I've found that it depends on the fish and how they were raised. I've bred several clutches of Geophagus abalios and grew a number of the fry out to adulthood and they never showed any interest in smaller fish. They were never fed anything live. Almost all their aggression was conspecific.

But I also picked up some larger Satanoperca leucosticta at one point, which are supposed to be one of the more peaceful eartheaters and they constantly chased around smaller fish. I'm assuming the guy I bought them from must have fed them feeders at some point.

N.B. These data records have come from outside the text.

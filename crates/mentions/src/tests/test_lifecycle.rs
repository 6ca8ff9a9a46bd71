// Copyright 2024 New Vector Ltd.
// Copyright 2023 The Matrix.org Foundation C.I.C.
//
// SPDX-License-Identifier: AGPL-3.0-only OR LicenseRef-Element-Commercial
// Please see LICENSE in the repository root for full details.

use mention_entities::Mention;

use crate::tests::testutils_buffer::{tb, tx};
use crate::tests::testutils_driver::{
    directory_data_source, recording_observer, test_config, user, TestHarness,
};
use crate::text_buffer::TextBuffer;
use crate::{MentionDataSource, TextRange};

fn trimmable_data_source(entries: Vec<Mention>) -> MentionDataSource {
    let (data_source, _) = directory_data_source(entries);
    data_source.with_entity_can_be_trimmed(|_| true)
}

/// A harness around a buffer already holding one committed mention.
fn harness_with_mention(
    data_source: MentionDataSource,
    text: &str,
    mention: Mention,
    range: TextRange,
) -> TestHarness {
    let mut h = TestHarness::new(test_config(), data_source).with_buffer(tb(text));
    h.controller.add_mention(&mut h.buffer, mention, range);
    h.buffer.explicitly_assert_invariants();
    h
}

#[test]
fn backspace_gesture_arms_selects_and_trims() {
    let data_source = trimmable_data_source(vec![]);
    let (observer, events) = recording_observer();
    let mut h = harness_with_mention(
        data_source,
        "John Smith|",
        user("u1", "John Smith"),
        TextRange::new(0, 10),
    );
    h.controller.set_observer(observer);

    // First backspace: armed, nothing visible changes.
    assert!(!h.press_backspace());
    assert_eq!(tx(&h.buffer), "<mention:u1>John Smith</mention>|");

    // Second backspace: the whole run is selected and highlighted.
    assert!(!h.press_backspace());
    assert_eq!(
        tx(&h.buffer),
        "{<mention:u1 highlighted>John Smith</mention>}|"
    );

    // Third backspace: the mention is trimmed to its first word.
    assert!(!h.press_backspace());
    assert_eq!(tx(&h.buffer), "<mention:u1>John</mention>|");
    assert!(events.borrow().contains(&"trimmed:u1@0".to_string()));
    h.buffer.explicitly_assert_invariants();
}

#[test]
fn trimming_an_already_trimmed_mention_deletes_it() {
    let data_source = trimmable_data_source(vec![]);
    let (observer, events) = recording_observer();
    let mut h = harness_with_mention(
        data_source,
        "John|",
        user("u1", "John"),
        TextRange::new(0, 4),
    );
    h.controller.set_observer(observer);

    h.press_backspace();
    h.press_backspace();
    h.press_backspace();

    assert_eq!(tx(&h.buffer), "|");
    assert!(events.borrow().contains(&"deleted:u1@0".to_string()));
}

#[test]
fn mentions_are_never_trimmed_without_the_capability() {
    let (data_source, _) = directory_data_source(vec![]);
    let mut h = harness_with_mention(
        data_source,
        "John Smith|",
        user("u1", "John Smith"),
        TextRange::new(0, 10),
    );

    h.press_backspace();
    h.press_backspace();
    h.press_backspace();

    assert_eq!(tx(&h.buffer), "|");
}

#[test]
fn caret_move_disarms_the_gesture() {
    let (data_source, _) = directory_data_source(vec![]);
    let mut h = harness_with_mention(
        data_source,
        "hi Alice|",
        user("u1", "Alice"),
        TextRange::new(3, 5),
    );

    assert!(!h.press_backspace());
    h.move_caret(0);
    h.move_caret(8);

    // The gesture restarts from the armed step, so the run survives two
    // more backspaces.
    assert!(!h.press_backspace());
    assert!(!h.press_backspace());
    assert_eq!(
        tx(&h.buffer),
        "hi {<mention:u1 highlighted>Alice</mention>}|"
    );
}

#[test]
fn caret_move_deselects_a_selected_mention() {
    let (data_source, _) = directory_data_source(vec![]);
    let mut h = harness_with_mention(
        data_source,
        "hi Alice|",
        user("u1", "Alice"),
        TextRange::new(3, 5),
    );

    h.press_backspace();
    h.press_backspace();
    assert!(tx(&h.buffer).contains("highlighted"));

    h.move_caret(0);
    assert_eq!(tx(&h.buffer), "|hi <mention:u1>Alice</mention>");
}

#[test]
fn typing_over_a_selected_mention_replaces_it() {
    let (data_source, _) = directory_data_source(vec![]);
    let (observer, events) = recording_observer();
    let mut h = harness_with_mention(
        data_source,
        "hi Alice|",
        user("u1", "Alice"),
        TextRange::new(3, 5),
    );
    h.controller.set_observer(observer);

    h.press_backspace();
    h.press_backspace();
    h.type_str("B");

    assert_eq!(tx(&h.buffer), "hi B|");
    assert!(events.borrow().contains(&"deleted:u1@3".to_string()));
}

#[test]
fn insertion_inside_a_mention_bleaches_it() {
    let (data_source, _) = directory_data_source(vec![]);
    let (observer, events) = recording_observer();
    let mut h = harness_with_mention(
        data_source,
        "Austin|",
        user("u1", "Austin"),
        TextRange::new(0, 6),
    );
    h.controller.set_observer(observer);

    h.move_caret(3);
    h.type_str("z");

    assert_eq!(tx(&h.buffer), "Ausz|in");
    assert!(h.buffer.mention_spans().is_empty());
    assert!(events.borrow().contains(&"deleted:u1@0".to_string()));
}

#[test]
fn deletion_inside_a_mention_bleaches_it() {
    let (data_source, _) = directory_data_source(vec![]);
    let mut h = harness_with_mention(
        data_source,
        "Austin|",
        user("u1", "Austin"),
        TextRange::new(0, 6),
    );

    h.move_caret(3);
    h.press_backspace();

    assert_eq!(tx(&h.buffer), "Au|tin");
    assert!(h.buffer.mention_spans().is_empty());
}

#[test]
fn deleting_a_manually_selected_mention_removes_it() {
    let (data_source, _) = directory_data_source(vec![]);
    let (observer, events) = recording_observer();
    let mut h = harness_with_mention(
        data_source,
        "hi Alice!|",
        user("u1", "Alice"),
        TextRange::new(3, 5),
    );
    h.controller.set_observer(observer);

    h.select(3, 5);
    h.press_backspace();

    assert_eq!(tx(&h.buffer), "hi |!");
    assert!(events.borrow().contains(&"deleted:u1@3".to_string()));
}

#[test]
fn forward_delete_at_the_left_edge_arms_the_gesture() {
    let (data_source, _) = directory_data_source(vec![]);
    let mut h = harness_with_mention(
        data_source,
        "|Alice here",
        user("u1", "Alice"),
        TextRange::new(0, 5),
    );

    assert!(!h.press_forward_delete());
    assert_eq!(tx(&h.buffer), "|Alice here");
    assert!(!h.press_forward_delete());
    assert_eq!(tx(&h.buffer), "{<mention:u1 highlighted>Alice</mention>}| here");
}

#[test]
fn losing_focus_deselects_without_edits() {
    let (data_source, _) = directory_data_source(vec![]);
    let mut h = harness_with_mention(
        data_source,
        "hi Alice|",
        user("u1", "Alice"),
        TextRange::new(3, 5),
    );

    h.press_backspace();
    h.press_backspace();
    assert!(tx(&h.buffer).contains("highlighted"));

    h.controller.editor_will_lose_focus(&mut h.buffer);
    h.controller.editor_did_lose_focus();

    assert!(!tx(&h.buffer).contains("highlighted"));
    assert_eq!(tx(&h.buffer), "hi {<mention:u1>Alice</mention>}|");
}

#[test]
fn gesture_operates_on_the_run_not_a_prepended_literal() {
    let data_source = trimmable_data_source(vec![]);
    let mut h = harness_with_mention(
        data_source,
        "@John Smith|",
        user("u1", "John Smith"),
        TextRange::new(1, 10),
    );

    h.press_backspace();
    h.press_backspace();
    h.press_backspace();

    // The literal "@" outside the run is untouched by the trim.
    assert_eq!(tx(&h.buffer), "@<mention:u1>John</mention>|");
}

If you buy your geos young and raise them up yourself I think you should be fine. Certainly with the rams, diamond tetras and cories. The rummynoses are the only ones I'd potentially be worried about.


----------



## HybridHerp (May 24, 2012)

Yes, you can keep geo's with things like rams and larger bodied tetras. Larger or fully grown cories can go as well (I'm thinking about when everything is fully grown, if you got a small geo then you will surely be fine). Skip the rummynoses, its not a good idea with the goes. How big of a tank are you planning on having?


----------



## jamntoast (Apr 16, 2012)

i picked up a 70 g the other day 48*18*18. i'm still thinking about what i want to do with it, because i want to have plants but the geos would probably tear them out unless i dump big rocks around them i'm guessing so i'm still on the fence. i've been reading more about them online and the red heads do seem appealing, especially with the flare of colour and all. how many would you put in a 70 g would be my other question.

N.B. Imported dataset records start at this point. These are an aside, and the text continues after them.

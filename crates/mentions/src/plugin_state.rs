// Copyright 2024 New Vector Ltd.
// Copyright 2023 The Matrix.org Foundation C.I.C.
//
// SPDX-License-Identifier: AGPL-3.0-only OR LicenseRef-Element-Commercial
// Please see LICENSE in the repository root for full details.

use strum_macros::Display;

/// The externally observable state of the mentions controller. Reported to
/// the host through [`crate::StateChangeObserver::state_changed`].
#[derive(Clone, Copy, Debug, Display, PartialEq, Eq)]
pub enum PluginState {
    /// Watching the buffer for a mention start.
    Quiescent,
    /// A mention attempt is in progress: a query is live and the chooser may
    /// be showing.
    CreatingMention,
}
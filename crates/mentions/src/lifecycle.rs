// Copyright 2024 New Vector Ltd.
// Copyright 2023 The Matrix.org Foundation C.I.C.
//
// SPDX-License-Identifier: AGPL-3.0-only OR LicenseRef-Element-Commercial
// Please see LICENSE in the repository root for full details.

use strum_macros::Display;
use tracing::trace;

use crate::TextRange;

/// Lifecycle of a committed mention relative to the caret. Deleting into a
/// mention is a three-step gesture: the first backspace arms the selection,
/// the second selects the whole run, the third trims or deletes it.
#[derive(Clone, Copy, Debug, Display, PartialEq, Eq)]
pub enum MentionLifecycleState {
    Quiescent,
    /// One backspace was absorbed at the run's right edge; the next will
    /// select the run.
    AboutToSelect,
    /// The whole run is selected and highlighted; the next delete trims or
    /// removes it, any printable input bleaches it.
    Selected,
    /// The editor is resigning focus with a selected mention; the mention is
    /// deselected without further edits.
    LosingFocus,
}

/// What the controller should do with a backspace that landed on a mention
/// edge.
#[derive(Clone, Copy, Debug, PartialEq, Eq)]
pub(crate) enum DeleteDecision {
    /// Absorb the backspace; no visible change yet.
    EnterAboutToSelect,
    /// Absorb the backspace and select + highlight the run.
    SelectRun,
    /// The run is already selected: trim it or delete it.
    TrimOrDelete,
}

/// Per-caret-adjacency state machine for committed mentions.
#[derive(Debug, Default)]
pub struct MentionLifecycle {
    state: MentionLifecycleState,
    target: Option<TextRange>,
}

impl Default for MentionLifecycleState {
    fn default() -> Self {
        Self::Quiescent
    }
}

impl MentionLifecycle {
    pub fn new() -> Self {
        Self::default()
    }

    pub fn state(&self) -> MentionLifecycleState {
        self.state
    }

    /// The run currently selected through this machine, if any.
    pub fn selected_run(&self) -> Option<TextRange> {
        if self.state == MentionLifecycleState::Selected {
            self.target
        } else {
            None
        }
    }

    pub(crate) fn is_selected(&self, run: TextRange) -> bool {
        self.selected_run() == Some(run)
    }

    fn transition(&mut self, to: MentionLifecycleState) {
        if self.state != to {
            trace!(from = %self.state, to = %to, "mention lifecycle transition");
            self.state = to;
        }
    }

    /// A backspace landed on the right edge of `run` (or on the run while it
    /// is selected). Advances the three-step gesture.
    pub(crate) fn backspace_on_run(&mut self, run: TextRange) -> DeleteDecision {
        let same_target = self.target == Some(run);
        match self.state {
            MentionLifecycleState::Quiescent | MentionLifecycleState::LosingFocus => {
                self.target = Some(run);
                self.transition(MentionLifecycleState::AboutToSelect);
                DeleteDecision::EnterAboutToSelect
            }
            MentionLifecycleState::AboutToSelect => {
                if same_target {
                    self.transition(MentionLifecycleState::Selected);
                    DeleteDecision::SelectRun
                } else {
                    self.target = Some(run);
                    DeleteDecision::EnterAboutToSelect
                }
            }
            MentionLifecycleState::Selected => {
                if same_target {
                    DeleteDecision::TrimOrDelete
                } else {
                    self.target = Some(run);
                    self.transition(MentionLifecycleState::AboutToSelect);
                    DeleteDecision::EnterAboutToSelect
                }
            }
        }
    }

    /// The caret moved (or an unrelated edit happened). Returns the run that
    /// must be deselected, if one was selected.
    pub(crate) fn reset(&mut self) -> Option<TextRange> {
        let deselect = self.selected_run();
        self.target = None;
        self.transition(MentionLifecycleState::Quiescent);
        deselect
    }

    /// The editor is about to resign focus. Returns the run to deselect.
    pub(crate) fn begin_losing_focus(&mut self) -> Option<TextRange> {
        let deselect = self.selected_run();
        if deselect.is_some() {
            self.transition(MentionLifecycleState::LosingFocus);
        }
        deselect
    }

    /// Focus is gone; the gesture is over.
    pub(crate) fn focus_lost(&mut self) {
        self.target = None;
        self.transition(MentionLifecycleState::Quiescent);
    }
}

some other options i'm tossing around are keyholes and mesonauta festivum instead since it seems they'd likely be easier on my flora.


----------



## HybridHerp (May 24, 2012)

I keep geo with my plants, I mean look at my profile picture lol
Keyholes are nice, I have rainbows as well. They tore apart wisteria though, and for a while pulled up any sort of Val. Blood Parrots work as well. PM me for any cichlid and plant questions, since I'm one of the few who like risking plants with cichlids. I also keep snails with that so I'm a tad crazy XD


----------



## HypnoticAquatic (Feb 17, 2010)

i personally wouldnt do the red heads over the altifrons they altis just look much better!! my friend has a few in his 125 and they look amazing!! even vs the redheads there in the 55g they just outshine them hands down. just dont get fin nippers for tank mates. here is a link to what his look like the price is up there but its has the exact genetics the 2nd place has and its 6-7"+ http://denver.craigslist.org/pet/3218850508.html vs http://bluegrassaquatics.com/cichlid-g-altifrons-large.html you should be able to see a clear difference so look for good genetics even in small fish. 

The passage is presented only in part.